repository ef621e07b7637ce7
/// Middleware modules for the API server
///
/// This module contains custom middleware for:
/// - Security headers

pub mod security;
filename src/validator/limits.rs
use crate::error::ConfigError;
use serde::{Deserialize, Serialize};
use std::fs;

/// The fixed limit table the validator checks against.
///
/// Every field has a default, so a configuration file only needs to name the limits
/// it overrides.
#[derive(Debug, Clone, PartialEq, Eq, Serialize, Deserialize)]
#[serde(default)]
pub struct Limits {
    pub heading_text: usize,
    pub body_text: usize,
    pub caption_text: usize,
    pub caption_warning_percent: usize,
    pub rich_text: usize,
    pub input_label: usize,
    pub helper_text: usize,
    pub embedded_link_text: usize,
    pub navigation_list_items: usize,
    pub components_per_screen: usize,
    pub components_warning_percent: usize,
    pub form_components_per_screen: usize,
    pub embedded_links_per_screen: usize,
    pub footers_per_screen: usize,
    pub screens_per_document: usize,
}

impl Default for Limits {
    fn default() -> Self {
        Self {
            heading_text: 80,
            body_text: 4096,
            caption_text: 400,
            caption_warning_percent: 90,
            rich_text: 4096,
            input_label: 40,
            helper_text: 80,
            embedded_link_text: 25,
            navigation_list_items: 20,
            components_per_screen: 50,
            components_warning_percent: 80,
            form_components_per_screen: 20,
            embedded_links_per_screen: 2,
            footers_per_screen: 1,
            screens_per_document: 20,
        }
    }
}

impl Limits {
    pub fn from_json(json: &str) -> Result<Self, ConfigError> {
        Ok(serde_json::from_str(json)?)
    }

    pub fn from_file(path: &str) -> Result<Self, ConfigError> {
        let json = fs::read_to_string(path).map_err(|source| ConfigError::Io {
            path: path.to_string(),
            source,
        })?;
        Self::from_json(&json)
    }

    /// Caption length above which a warning is raised.
    pub fn caption_warning_threshold(&self) -> usize {
        percent_of(self.caption_text, self.caption_warning_percent)
    }

    /// Component count above which a warning is raised.
    pub fn components_warning_threshold(&self) -> usize {
        percent_of(self.components_per_screen, self.components_warning_percent)
    }
}

/// Saturates instead of overflowing on very large configured limits.
fn percent_of(limit: usize, percent: usize) -> usize {
    limit.saturating_mul(percent) / 100
}
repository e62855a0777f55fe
//! The platform-facing document model produced by the compiler.

pub mod element;

pub use element::*;

use crate::collections::OrderedMap;
use crate::error::DocumentError;
use serde::{Deserialize, Serialize};
use std::fs;

/// Schema version string understood by the receiving platform.
pub const FLOW_VERSION: &str = "7.3";

/// Name of the synthesized form container on every screen that has one.
pub const FORM_NAME: &str = "flow_path";

pub const LAYOUT_TYPE: &str = "SingleColumnLayout";

/// Screen id -> screen ids it can navigate to.
pub type RoutingModel = OrderedMap<String, Vec<String>>;

/// Field name -> declared type and example value.
pub type DataSchema = OrderedMap<String, DataField>;

/// A compiled flow document, ready to be handed to the upload client.
#[derive(Debug, Clone, PartialEq, Serialize, Deserialize)]
pub struct FlowDocument {
    pub version: String,
    #[serde(default, skip_serializing_if = "Option::is_none")]
    pub routing_model: Option<RoutingModel>,
    pub screens: Vec<ScreenWire>,
}

#[derive(Debug, Clone, PartialEq, Serialize, Deserialize)]
pub struct ScreenWire {
    pub id: String,
    pub title: String,
    #[serde(default, skip_serializing_if = "Option::is_none")]
    pub terminal: Option<bool>,
    #[serde(default, skip_serializing_if = "Option::is_none")]
    pub success: Option<bool>,
    #[serde(default, skip_serializing_if = "Option::is_none")]
    pub data: Option<DataSchema>,
    pub layout: Layout,
}

#[derive(Debug, Clone, PartialEq, Serialize, Deserialize)]
pub struct Layout {
    #[serde(rename = "type")]
    pub kind: String,
    pub children: Vec<ElementWire>,
}

impl Layout {
    pub fn single_column(children: Vec<ElementWire>) -> Self {
        Self {
            kind: LAYOUT_TYPE.to_string(),
            children,
        }
    }
}

/// Declaration of one inherited input field.
#[derive(Debug, Clone, PartialEq, Eq, Serialize, Deserialize)]
pub struct DataField {
    #[serde(rename = "type")]
    pub kind: String,
    #[serde(rename = "__example__")]
    pub example: String,
}

impl DataField {
    pub fn string(example: impl Into<String>) -> Self {
        Self {
            kind: "string".to_string(),
            example: example.into(),
        }
    }
}

impl FlowDocument {
    pub fn screen(&self, id: &str) -> Option<&ScreenWire> {
        self.screens.iter().find(|s| s.id == id)
    }

    /// Serializes the document to JSON.
    pub fn to_json(&self, pretty: bool) -> Result<String, DocumentError> {
        let json = if pretty {
            serde_json::to_string_pretty(self)?
        } else {
            serde_json::to_string(self)?
        };
        Ok(json)
    }

    pub fn from_json(json: &str) -> Result<Self, DocumentError> {
        Ok(serde_json::from_str(json)?)
    }

    /// Saves the document to a file as pretty-printed JSON.
    pub fn save(&self, path: &str) -> Result<(), DocumentError> {
        let json = self.to_json(true)?;
        fs::write(path, json).map_err(|source| DocumentError::Io {
            path: path.to_string(),
            source,
        })
    }

    /// Loads a previously saved document.
    pub fn from_file(path: &str) -> Result<Self, DocumentError> {
        let json = fs::read_to_string(path).map_err(|source| DocumentError::Io {
            path: path.to_string(),
            source,
        })?;
        Self::from_json(&json)
    }
}
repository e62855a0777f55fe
//! # formflow - Flow Compiler and Limit Validator
//!
//! **formflow** turns the screens of a multi-screen form designer into the JSON flow
//! document (version `7.3`) consumed by a messaging platform, and checks the same
//! screens against the platform's structural and content limits.
//!
//! ## Core Workflow
//!
//! 1.  **Load Your Screens**: Parse the editor's JSON snapshot with
//!     [`editor::parse_screens`], or implement [`editor::IntoScreens`] for your own format.
//! 2.  **Validate (optional)**: Run [`validator::validate_document`] to get inline errors
//!     and warnings for the editor. Findings never block compilation.
//! 3.  **Compile**: Use [`compiler::Compiler::builder`] (or [`compiler::compile_flow`]) to
//!     produce a [`wire::FlowDocument`].
//! 4.  **Hand Off**: Serialize the document with [`wire::FlowDocument::to_json`] and give
//!     it to the upload client.
//!
//! ## Quick Start
//!
//! ```rust,no_run
//! use formflow::prelude::*;
//! use formflow::editor::{Action, Element, Footer, HeadingText};
//!
//! fn main() -> Result<()> {
//!     let screens = vec![Screen::new(
//!         "WELCOME",
//!         "Welcome",
//!         vec![
//!             Element::TextHeading(HeadingText {
//!                 text: "Welcome".to_string(),
//!                 visible: None,
//!             }),
//!             Element::Footer(Footer {
//!                 label: "Done".to_string(),
//!                 on_click_action: Some(Action::complete()),
//!                 ..Default::default()
//!             }),
//!         ],
//!     )];
//!
//!     let compiler = Compiler::builder(screens).with_validation().build();
//!     let artifacts = compiler.compile()?;
//!
//!     if let Some(report) = &artifacts.report {
//!         for finding in report.findings() {
//!             println!("{}", finding);
//!         }
//!     }
//!     println!("{}", artifacts.document.to_json(true)?);
//!     Ok(())
//! }
//! ```

pub mod collections;
pub mod compiler;
pub mod editor;
pub mod error;
pub mod prelude;
pub mod validator;
pub mod wire;

#[cfg(feature = "python-bindings")]
mod python;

----

**What this task involves**
The reply should consist of a single number: how many lines in the listing contain the word "DataSchema".

**Answer for the task**
2